Pescara . Il Governo decide di inviare altri 500 profughi nella provincia di Pescara , dopo gli altri 500 già presenti sul territorio . Così , ieri , la Prefettura di Pescara ha aperto per le buste per affidare il servizio di accoglienza .

In maggioranza provengono dalla Siria ,fuggono da una guerra sanguinosa e da condizioni di vita pressocchè impossibile e dovrebbero arrivare a Pescara lunedì prossimo . Tutti e 500 i profughi hanno lo status di rifugiati politici , per cui lo stato italiano e in questo caso la provincia di Pescara non può negare loro il diritto di asilo .
Saranno accolti in alcuni alberghi sulla riviera di Montesilvano, a Città Sant’Angelo,  a Pescara nella struttura privata di San Donato e nel dormitorio della Caritas di via Alento e da quello di via Gran Sasso .

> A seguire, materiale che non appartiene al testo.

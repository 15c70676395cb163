//! Re-serialization boundary.
//!
//! [`to_record_stream`] turns either model back into a [`RecordStream`]:
//! soma records first, then one depth-first pass over the sections with
//! point ids contiguous from 1. [`export`] additionally checks what a target
//! [`FileFormat`] can represent, dropping unsupported payload with a warning
//! or failing with a [`WriterError`]. Byte-level codecs live outside this
//! crate and consume the resulting stream.

use std::collections::HashMap;
use std::path::Path;

use crate::annotation::Marker;
use crate::error::{MorphologyError, MorphologyResult, WriterError};
use crate::geometry::{PointSlice, SectionId, SectionType, SomaType};
use crate::mitochondria::Mitochondria;
use crate::morphology::Morphology;
use crate::mutable::MutableMorphology;
use crate::record::{Record, RecordStream};
use crate::reticulum::EndoplasmicReticulum;
use crate::soma::Soma;
use crate::traversal::TreeTopology;
use crate::warning::{WarningKind, WarningLog};

/// Read access a writer needs, implemented by both models.
pub trait MorphologyView: TreeTopology<Id = SectionId> {
    /// The soma.
    fn soma(&self) -> &Soma;

    /// Type of a live section.
    fn section_type(&self, id: SectionId) -> Option<SectionType>;

    /// Points of a live section.
    fn section_points(&self, id: SectionId) -> Option<PointSlice<'_>>;

    /// The mitochondrial forest.
    fn mitochondria(&self) -> &Mitochondria;

    /// Endoplasmic reticulum entries.
    fn endoplasmic_reticulum(&self) -> &EndoplasmicReticulum;

    /// Markers.
    fn markers(&self) -> &[Marker];
}

impl MorphologyView for Morphology {
    fn soma(&self) -> &Soma {
        Morphology::soma(self)
    }

    fn section_type(&self, id: SectionId) -> Option<SectionType> {
        self.section(id).map(|s| s.section_type())
    }

    fn section_points(&self, id: SectionId) -> Option<PointSlice<'_>> {
        self.section(id).map(|s| s.point_slice())
    }

    fn mitochondria(&self) -> &Mitochondria {
        Morphology::mitochondria(self)
    }

    fn endoplasmic_reticulum(&self) -> &EndoplasmicReticulum {
        Morphology::endoplasmic_reticulum(self)
    }

    fn markers(&self) -> &[Marker] {
        Morphology::markers(self)
    }
}

impl MorphologyView for MutableMorphology {
    fn soma(&self) -> &Soma {
        MutableMorphology::soma(self)
    }

    fn section_type(&self, id: SectionId) -> Option<SectionType> {
        self.section(id).map(|s| s.section_type())
    }

    fn section_points(&self, id: SectionId) -> Option<PointSlice<'_>> {
        self.section(id).map(|s| s.points().as_slice())
    }

    fn mitochondria(&self) -> &Mitochondria {
        MutableMorphology::mitochondria(self)
    }

    fn endoplasmic_reticulum(&self) -> &EndoplasmicReticulum {
        MutableMorphology::endoplasmic_reticulum(self)
    }

    fn markers(&self) -> &[Marker] {
        MutableMorphology::markers(self)
    }
}

/// Re-emits a morphology as a raw record stream.
///
/// Soma points come first as a chain (a three-point cylinder soma hangs both
/// side points off its center). Sections follow in depth-first pre-order; a
/// child's first point is skipped when it repeats the parent's last sample.
/// Root sections attach to the first soma record. Organelle references are
/// remapped to the section order the stream will build into.
pub fn to_record_stream<V: MorphologyView + ?Sized>(view: &V) -> RecordStream {
    let mut stream = RecordStream::new();
    let soma = view.soma();
    if !soma.is_empty() || soma.soma_type() != SomaType::Undefined {
        stream = stream.with_soma_type(soma.soma_type());
    }

    let mut next_id: u32 = 1;
    let soma_root = (!soma.is_empty()).then_some(next_id);
    let soma_level = soma.point_level();
    for i in 0..soma_level.len() {
        let Some(sample) = soma_level.sample(i) else {
            continue;
        };
        let parent = match (i, soma.soma_type()) {
            (0, _) => None,
            (_, SomaType::ThreePointCylinders) => soma_root,
            _ => Some(next_id - 1),
        };
        stream.push(sample_record(next_id, SectionType::Soma, sample, parent));
        next_id += 1;
    }

    // Id of the last record emitted for each section.
    let mut last_record: HashMap<SectionId, u32> = HashMap::new();
    let mut section_rank: HashMap<SectionId, u32> = HashMap::new();
    for (rank, id) in view.depth_first().enumerate() {
        section_rank.insert(id, rank as u32);
        let (Some(section_type), Some(points)) = (view.section_type(id), view.section_points(id))
        else {
            continue;
        };
        let parent_section = view.parent_of(id);
        let mut parent = match parent_section {
            Some(p) => last_record.get(&p).copied(),
            None => soma_root,
        };
        let parent_end = parent_section
            .and_then(|p| view.section_points(p))
            .and_then(|p| p.last());
        for j in 0..points.len() {
            let Some(sample) = points.sample(j) else {
                continue;
            };
            if j == 0 && parent_end.is_some_and(|end| end.same_as(&sample)) {
                continue;
            }
            stream.push(sample_record(next_id, section_type, sample, parent));
            parent = Some(next_id);
            next_id += 1;
        }
        if let Some(last) = parent {
            last_record.insert(id, last);
        }
    }

    let remap = |s: SectionId| section_rank.get(&s).copied().unwrap_or(u32::MAX);
    for section in view.mitochondria().to_raw(remap) {
        stream.push_mito_section(section);
    }
    for entry in view.endoplasmic_reticulum().to_raw(remap) {
        stream.push_reticulum(entry);
    }
    for marker in view.markers() {
        stream.push_marker(marker.clone());
    }
    stream
}

fn sample_record(
    id: u32,
    section_type: SectionType,
    sample: crate::geometry::Sample,
    parent: Option<u32>,
) -> Record {
    let record = Record::new(id, section_type, sample.point, sample.diameter, parent);
    match sample.perimeter {
        Some(p) => record.with_perimeter(p),
        None => record,
    }
}

/// On-disk formats the codec layer knows about.
#[derive(Clone, Copy, Debug, PartialEq, Eq, Hash)]
pub enum FileFormat {
    /// SWC text format.
    Swc,
    /// Neurolucida ASCII format.
    Asc,
    /// HDF5 container.
    H5,
}

impl FileFormat {
    /// Every supported format.
    pub const ALL: [FileFormat; 3] = [Self::Swc, Self::Asc, Self::H5];

    /// Picks the format from a path's extension, ignoring case.
    pub fn from_path(path: impl AsRef<Path>) -> MorphologyResult<Self> {
        let path = path.as_ref();
        let ext = path
            .extension()
            .and_then(|e| e.to_str())
            .map(str::to_ascii_lowercase);
        match ext.as_deref() {
            Some("swc") => Ok(Self::Swc),
            Some("asc") => Ok(Self::Asc),
            Some("h5") => Ok(Self::H5),
            _ => Err(MorphologyError::UnknownFileType {
                path: path.display().to_string(),
            }),
        }
    }

    /// Canonical lower-case extension.
    pub fn extension(self) -> &'static str {
        match self {
            Self::Swc => "swc",
            Self::Asc => "asc",
            Self::H5 => "h5",
        }
    }

    fn supports_organelles(self) -> bool {
        self == Self::H5
    }

    fn supports_perimeters(self) -> bool {
        self == Self::H5
    }
}

impl core::fmt::Display for FileFormat {
    fn fmt(&self, f: &mut core::fmt::Formatter<'_>) -> core::fmt::Result {
        match self {
            Self::Swc => write!(f, "SWC"),
            Self::Asc => write!(f, "ASC"),
            Self::H5 => write!(f, "H5"),
        }
    }
}

/// A record stream checked against a target format.
#[derive(Clone, Debug)]
pub struct Export {
    /// Target format.
    pub format: FileFormat,
    /// Records ready for the codec.
    pub stream: RecordStream,
    /// What was dropped or looks suspicious.
    pub warnings: WarningLog,
}

/// Prepares a morphology for writing in `format`.
///
/// Fails if a section cannot be encoded (custom types in ASC, sections with
/// fewer than 2 points). Payload the format cannot carry (mitochondria,
/// reticulum, perimeters in SWC and ASC) is dropped with a warning.
pub fn export<V: MorphologyView + ?Sized>(view: &V, format: FileFormat) -> MorphologyResult<Export> {
    for id in view.depth_first() {
        let section_type = view.section_type(id).unwrap_or(SectionType::Undefined);
        if format == FileFormat::Asc && section_type.is_custom() {
            return Err(WriterError::UnsupportedSectionType {
                format,
                section: id,
                section_type,
            }
            .into());
        }
        let points = view.section_points(id).map_or(0, |p| p.len());
        if points < 2 {
            return Err(WriterError::DegenerateSection {
                format,
                section: id,
                points,
            }
            .into());
        }
    }

    let mut warnings = WarningLog::new(None, &[]);
    let soma = view.soma();
    let has_sections = !view.root_ids().is_empty();
    if soma.is_empty() && !has_sections {
        warnings.push(
            WarningKind::WriteEmptyMorphology,
            format!("writing an empty morphology to {format}"),
            None,
        );
    } else if soma.is_empty() {
        warnings.push(
            WarningKind::WriteNoSoma,
            format!("writing a morphology without soma to {format}"),
            None,
        );
    }
    if format == FileFormat::Asc && !soma.is_empty() && soma.soma_type() != SomaType::SimpleContour
    {
        warnings.push(
            WarningKind::SomaNonConform,
            format!("{format} expects a contour soma, found {}", soma.soma_type()),
            None,
        );
    }

    let mut stream = to_record_stream(view);
    if !format.supports_organelles() {
        if !view.mitochondria().is_empty() {
            warnings.push(
                WarningKind::MitochondriaWriteNotSupported,
                format!("{format} cannot store mitochondria; dropped"),
                None,
            );
        }
        if !view.endoplasmic_reticulum().is_empty() {
            warnings.push(
                WarningKind::EndoplasmicReticulumWriteNotSupported,
                format!("{format} cannot store endoplasmic reticulum; dropped"),
                None,
            );
        }
    }
    let has_perimeters = stream.records().iter().any(|r| r.perimeter.is_some());
    if has_perimeters && !format.supports_perimeters() {
        warnings.push(
            WarningKind::PerimeterWriteNotSupported,
            format!("{format} cannot store perimeters; dropped"),
            None,
        );
    }
    if !format.supports_organelles() || !format.supports_perimeters() {
        stream = strip(stream, format);
    }

    #[cfg(feature = "tracing")]
    tracing::debug!(
        "export: {} records to {format}, {} warnings",
        stream.len(),
        warnings.len()
    );
    Ok(Export {
        format,
        stream,
        warnings,
    })
}

/// Rebuilds `stream` without the payload `format` cannot carry.
fn strip(stream: RecordStream, format: FileFormat) -> RecordStream {
    let mut out = RecordStream::new();
    if let Some(soma_type) = stream.soma_type() {
        out = out.with_soma_type(soma_type);
    }
    for record in stream.records() {
        let mut record = *record;
        if !format.supports_perimeters() {
            record.perimeter = None;
        }
        out.push(record);
    }
    if format.supports_organelles() {
        for section in stream.mitochondria() {
            out.push_mito_section(section.clone());
        }
        for entry in stream.reticulum() {
            out.push_reticulum(*entry);
        }
    }
    for marker in stream.markers() {
        out.push_marker(marker.clone());
    }
    out
}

Saremo pronti ad accoglierli ? Il numero in verità non è così alto come sembra e la provincia sembra ben attrezzata per accogliere queste persone , ma com'era prevedibile la decisione ha suscitato reazioni contrastanti tra i pescaresi e nel mondo politico .
Se da una parte l' Abruzzo forte e gentile si dimostra sempre terra ospitale , dall'altra c'è chi vede questo genere di azioni , promosse dal Governo Centrale senza interpellare gli amministrazioni , come una vessazione , in un territorio che ha già diversi problemi economici .

C'è anche chi , ricorda il caso della Val Vomano di Dicembre scorso , quando  18 profughi su 29 ospitati in un'albergo sulla Statale 80 , non erano in realtà rifugiati politici , ma avevano i documenti falsi e furono così denunciati dall' anti terrorismo .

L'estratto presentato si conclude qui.